Ukuran dosis bius harus tepat. Lumayan jauh jarak kandang karantina ke pulau orangutan. Perjalanan dari kandang karantina untuk ke kandang transit cukup sulit. Jalanannya menjadi licin saat gerimis, walau sebelumnya tim pemindahan sudah cukup berlatih fisik dengan olahraga di sore hari, namun tetap saja, ketambahan berat badan Ambon bikin tim jalan sempoyongan.

Tak hanya sampai di situ saja… Ambon sudah masuk kandang transit… lalu? Yuk gotong lagi berat kandang transit plus berat badan Ambon… kali ini harus berempat. Semangat… semangat!!! Di bawah dermaga, perahu ‘Way Back Home’ hasil dari kepedulian Orangufriends sudah menanti. Perahu ini mengantarkan Ambon merasakan rumah barunya.

Sesampai di pulau orangutan… angkat kandang transit lagi. Ambon masih tidur, walau mulai terlihat gerakan-gerakan menuju kesadaran. Saat semua sudah bersiap untuk menjauh, kandang secara perlahan dibuka… Ambon!!! Ya, Ambon berlari ke hutan… bersembunyi? Mengamati kami tepatnya. Kami pun memutuskan menjauh darinya… lama sekali hingga akhirnya kani bisa mendapatkan foto ini. Ambon menginjakkan kaki di rumput… di tanah tanpa manusia!

DEBBIE PUN AKAN PINDAH KE PULAU

O iya… kebahagiaan kami tak hanya untuk Ambon. Tapi juga untuk si cantik Debbie. Debbie, orangutan yang hampir tiga tahun di kandang karantina karena menunggu pulau orangutan siap dihuni, akan juga pindah ke sana.

Debbie adalah orangutan betina dewasa yang berasal dari Kebun Raya Samarinda. Perkenalan COP dengannya di awal 2010 menjadikan PR (pekerjaan rumah) tersendiri bagi kami. “Prihatin dengan kondisinya. Seperti tak ada semangatnya lagi.”, begitu kata Daniek Hendarto, manajer program Ex-Situ COP.

April 2015, Debbie akhirnya dipindahkan ke COP Borneo. Di dalam kandang karantina, Debbie menghabiskan hari-harinya. Walau ukuran kandangnya lebih kecil dibandingkan kandang sebelumnya di KRUS. “Lega, akhirnya Debbie bisa menikmati kandangnya sendiri, tanpa berbagi dengan Ambon.”, ujar Daniek lagi.

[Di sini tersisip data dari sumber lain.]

// MediaCat - Chaptered Audiobook Assembly
// Copyright (C) 2025 MediaCat contributors
//
// This program is free software: you can redistribute it and/or modify
// it under the terms of the GNU General Public License as published by
// the Free Software Foundation, either version 3 of the License, or
// (at your option) any later version.
//
// This program is distributed in the hope that it will be useful,
// but WITHOUT ANY WARRANTY; without even the implied warranty of
// MERCHANTABILITY or FITNESS FOR A PARTICULAR PURPOSE. See the
// GNU General Public License for more details.
//
// You should have received a copy of the GNU General Public License
// along with this program. If not, see <https://www.gnu.org/licenses/>.


//! Chapter boundaries and ffmetadata synthesis
//!
//! Two strategies share one output contract:
//!
//! - **Cumulative**: chapter i spans the running sum of prior track
//!   durations, so boundaries are contiguous by construction.
//! - **Explicit timestamps**: an external `"HH:MM:SS title"` list supplies
//!   the starts; each end is the next start, and the final end is the probed
//!   total duration of the source.
//!
//! The output is the ffmetadata chapter table consumed by the merge step.
//! Its shape is fixed for compatibility: a `;FFMETADATA1` header, then one
//! `[CHAPTER]` block per chapter with a 1/1000 timebase and integer
//! millisecond offsets.

use crate::error::{MediaCatError, Result};
use serde::Serialize;
use tracing::warn;

/// A named time interval within the final audio container.
///
/// Invariants across a generated sequence: chapters are contiguous (each
/// start equals the previous end), times are non-negative and never
/// decrease, and the last end equals the total audio duration.
#[derive(Debug, Clone, PartialEq, Serialize)]
pub struct Chapter {
    /// Zero-based position in chapter order
    pub index: usize,
    /// Display title, `"NN. label"`
    pub title: String,
    /// Start offset in seconds
    pub start_seconds: f64,
    /// End offset in seconds
    pub end_seconds: f64,
}

impl Chapter {
    /// Start offset in integer milliseconds, as written to the metadata table
    pub fn start_ms(&self) -> i64 {
        (self.start_seconds * 1000.0) as i64
    }

    /// End offset in integer milliseconds
    pub fn end_ms(&self) -> i64 {
        (self.end_seconds * 1000.0) as i64
    }
}

/// Format a chapter title: two-digit one-based index, dot, label.
fn chapter_title(index: usize, label: &str) -> String {
    format!("{:02}. {}", index + 1, label)
}

/// Derive chapters from per-track durations, in track order.
///
/// Chapter i starts at the running sum of prior durations and ends at the
/// running sum plus its own duration, so the sequence is contiguous and the
/// last end equals the total duration.
pub fn cumulative_chapters<'a, I>(entries: I) -> Vec<Chapter>
where
    I: IntoIterator<Item = (&'a str, f64)>,
{
    let mut chapters = Vec::new();
    let mut current_time = 0.0f64;

    for (index, (label, duration)) in entries.into_iter().enumerate() {
        chapters.push(Chapter {
            index,
            title: chapter_title(index, label),
            start_seconds: current_time,
            end_seconds: current_time + duration,
        });
        current_time += duration;
    }

    chapters
}

/// Parse an external chapter-definition list against a known total duration.
///
/// Each line is `"HH:MM:SS title"`; the timestamp becomes the chapter start
/// in integer seconds, each end is the following start, and the last end is
/// `total_duration`. A line that does not yield a valid timestamp plus a
/// non-empty title is a fatal error naming that line; malformed lines are
/// never skipped. Blank lines are ignored.
pub fn parse_chapter_definitions(text: &str, total_duration: f64) -> Result<Vec<Chapter>> {
    let mut starts: Vec<(u64, String)> = Vec::new();

    for raw_line in text.lines() {
        let line = raw_line.trim_end_matches('\r');
        if line.trim().is_empty() {
            continue;
        }

        let (time_part, title_part) = line
            .split_once(char::is_whitespace)
            .ok_or_else(|| MediaCatError::invalid_chapter(line, "expected 'HH:MM:SS title'"))?;

        let seconds = parse_hms(time_part)
            .ok_or_else(|| MediaCatError::invalid_chapter(line, "malformed HH:MM:SS timestamp"))?;

        let title = title_part.trim();
        if title.is_empty() {
            return Err(MediaCatError::invalid_chapter(line, "missing chapter title"));
        }

        if let Some((prev, _)) = starts.last() {
            if seconds < *prev {
                return Err(MediaCatError::invalid_chapter(
                    line,
                    "timestamp earlier than the previous chapter",
                ));
            }
        }
        if (seconds as f64) > total_duration {
            return Err(MediaCatError::invalid_chapter(
                line,
                "timestamp beyond the total audio duration",
            ));
        }

        starts.push((seconds, title.to_string()));
    }

    if starts.is_empty() {
        return Err(MediaCatError::empty_input("chapter list has no entries"));
    }

    let mut chapters = Vec::with_capacity(starts.len());
    for (index, (start, label)) in starts.iter().enumerate() {
        let end_seconds = match starts.get(index + 1) {
            Some((next_start, _)) => *next_start as f64,
            None => total_duration,
        };
        let chapter = Chapter {
            index,
            title: chapter_title(index, label),
            start_seconds: *start as f64,
            end_seconds,
        };
        if chapter.end_seconds <= chapter.start_seconds {
            warn!("chapter '{}' has zero duration", chapter.title);
        }
        chapters.push(chapter);
    }

    Ok(chapters)
}

/// Parse `HH:MM:SS` into whole seconds.
fn parse_hms(timestamp: &str) -> Option<u64> {
    let parts: Vec<&str> = timestamp.split(':').collect();
    if parts.len() != 3 {
        return None;
    }
    let hours: u64 = parts[0].parse().ok()?;
    let minutes: u64 = parts[1].parse().ok()?;
    let seconds: u64 = parts[2].parse().ok()?;
    Some(hours * 3600 + minutes * 60 + seconds)
}

/// Render the ffmetadata chapter table.
pub fn write_ffmetadata(chapters: &[Chapter]) -> String {
    let mut content = String::from(";FFMETADATA1\n");

    for chapter in chapters {
        content.push_str("[CHAPTER]\n");
        content.push_str("TIMEBASE=1/1000\n");
        content.push_str(&format!("START={}\n", chapter.start_ms()));
        content.push_str(&format!("END={}\n", chapter.end_ms()));
        content.push_str(&format!("title={}\n", chapter.title));
    }

    content
}

#[cfg(test)]
mod tests {
    use super::*;

    fn assert_contiguous(chapters: &[Chapter], total: f64) {
        for pair in chapters.windows(2) {
            assert_eq!(pair[0].end_ms(), pair[1].start_ms());
        }
        let last = chapters.last().unwrap();
        assert_eq!(last.end_ms(), (total * 1000.0) as i64);
    }

    #[test]
    fn test_cumulative_two_tracks() {
        let chapters = cumulative_chapters([("01", 12.0), ("02", 30.5)]);

        assert_eq!(chapters.len(), 2);
        assert_eq!(chapters[0].title, "01. 01");
        assert_eq!(chapters[1].title, "02. 02");
        assert_eq!(chapters[0].start_ms(), 0);
        assert_eq!(chapters[0].end_ms(), 12000);
        assert_eq!(chapters[1].start_ms(), 12000);
        assert_eq!(chapters[1].end_ms(), 42500);
        assert_contiguous(&chapters, 42.5);
    }

    #[test]
    fn test_cumulative_fractional_durations_stay_contiguous() {
        let entries: Vec<(&str, f64)> = vec![
            ("a", 1.333),
            ("b", 2.667),
            ("c", 0.125),
            ("d", 59.875),
        ];
        let total: f64 = entries.iter().map(|(_, d)| d).sum();
        let chapters = cumulative_chapters(entries.iter().map(|(l, d)| (*l, *d)));
        assert_contiguous(&chapters, total);
    }

    #[test]
    fn test_explicit_round_trip() {
        let chapters =
            parse_chapter_definitions("00:00:00 Intro\n00:01:30 Chapter One", 200.0).unwrap();

        assert_eq!(chapters.len(), 2);
        assert_eq!(chapters[0].title, "01. Intro");
        assert_eq!(chapters[0].start_seconds, 0.0);
        assert_eq!(chapters[0].end_seconds, 90.0);
        assert_eq!(chapters[1].title, "02. Chapter One");
        assert_eq!(chapters[1].start_seconds, 90.0);
        assert_eq!(chapters[1].end_seconds, 200.0);
    }

    #[test]
    fn test_malformed_line_is_fatal_and_named() {
        let err = parse_chapter_definitions("00:00:00 Intro\nbad line no time", 100.0)
            .unwrap_err();
        match err {
            MediaCatError::InvalidChapterFormat { line, .. } => {
                assert_eq!(line, "bad line no time");
            }
            other => panic!("expected InvalidChapterFormat, got {other:?}"),
        }
    }

    #[test]
    fn test_line_without_title_is_fatal() {
        assert!(matches!(
            parse_chapter_definitions("00:00:00", 100.0),
            Err(MediaCatError::InvalidChapterFormat { .. })
        ));
        assert!(matches!(
            parse_chapter_definitions("00:00:00   ", 100.0),
            Err(MediaCatError::InvalidChapterFormat { .. })
        ));
    }

    #[test]
    fn test_decreasing_timestamp_is_fatal() {
        let err =
            parse_chapter_definitions("00:02:00 Late\n00:01:00 Early", 300.0).unwrap_err();
        assert!(matches!(err, MediaCatError::InvalidChapterFormat { .. }));
    }

    #[test]
    fn test_timestamp_beyond_duration_is_fatal() {
        let err = parse_chapter_definitions("01:00:00 Too far", 100.0).unwrap_err();
        assert!(matches!(err, MediaCatError::InvalidChapterFormat { .. }));
    }

    #[test]
    fn test_empty_list_rejected() {
        assert!(matches!(
            parse_chapter_definitions("\n\n", 100.0),
            Err(MediaCatError::EmptyInput(_))
        ));
    }

    #[test]
    fn test_title_keeps_interior_spaces() {
        let chapters =
            parse_chapter_definitions("00:00:10 The Long  Way Home", 60.0).unwrap();
        assert_eq!(chapters[0].title, "01. The Long  Way Home");
    }

    #[test]
    fn test_parse_hms() {
        assert_eq!(parse_hms("00:00:00"), Some(0));
        assert_eq!(parse_hms("00:01:30"), Some(90));
        assert_eq!(parse_hms("01:02:03"), Some(3723));
        assert_eq!(parse_hms("10:00"), None);
        assert_eq!(parse_hms("xx:yy:zz"), None);
    }

    #[test]
    fn test_ffmetadata_exact_format() {
        let chapters = vec![
            Chapter {
                index: 0,
                title: "01. Intro".to_string(),
                start_seconds: 0.0,
                end_seconds: 90.0,
            },
            Chapter {
                index: 1,
                title: "02. Chapter One".to_string(),
                start_seconds: 90.0,
                end_seconds: 200.0,
            },
        ];

        let expected = ";FFMETADATA1\n\
            [CHAPTER]\n\
            TIMEBASE=1/1000\n\
            START=0\n\
            END=90000\n\
            title=01. Intro\n\
            [CHAPTER]\n\
            TIMEBASE=1/1000\n\
            START=90000\n\
            END=200000\n\
            title=02. Chapter One\n";
        assert_eq!(write_ffmetadata(&chapters), expected);
    }
}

Penantiannya akhirnya berbuah manis. Walaupun dia harus menjadi lebih waspada dengan orangutan Ambon. Tepat di tahun ke-11 Centre for Orangutan Protection mengabdi pada orangutan, Debbie keluar dari kandangnya. “Rumput pertama yang diinjaknya dalam 20 tahun ini adalah masa-masa yang paling mengharukan bagi kami. Setiap kali melihatnya berada di kandang karantina membuat kami sedih karena ruang geraknya menjadi sangat terbatas. Tapi kini… ini adalah masa paling indah bagi kami.”, ujar Wety Rupiana, baby sitter orangutan di COP Borneo.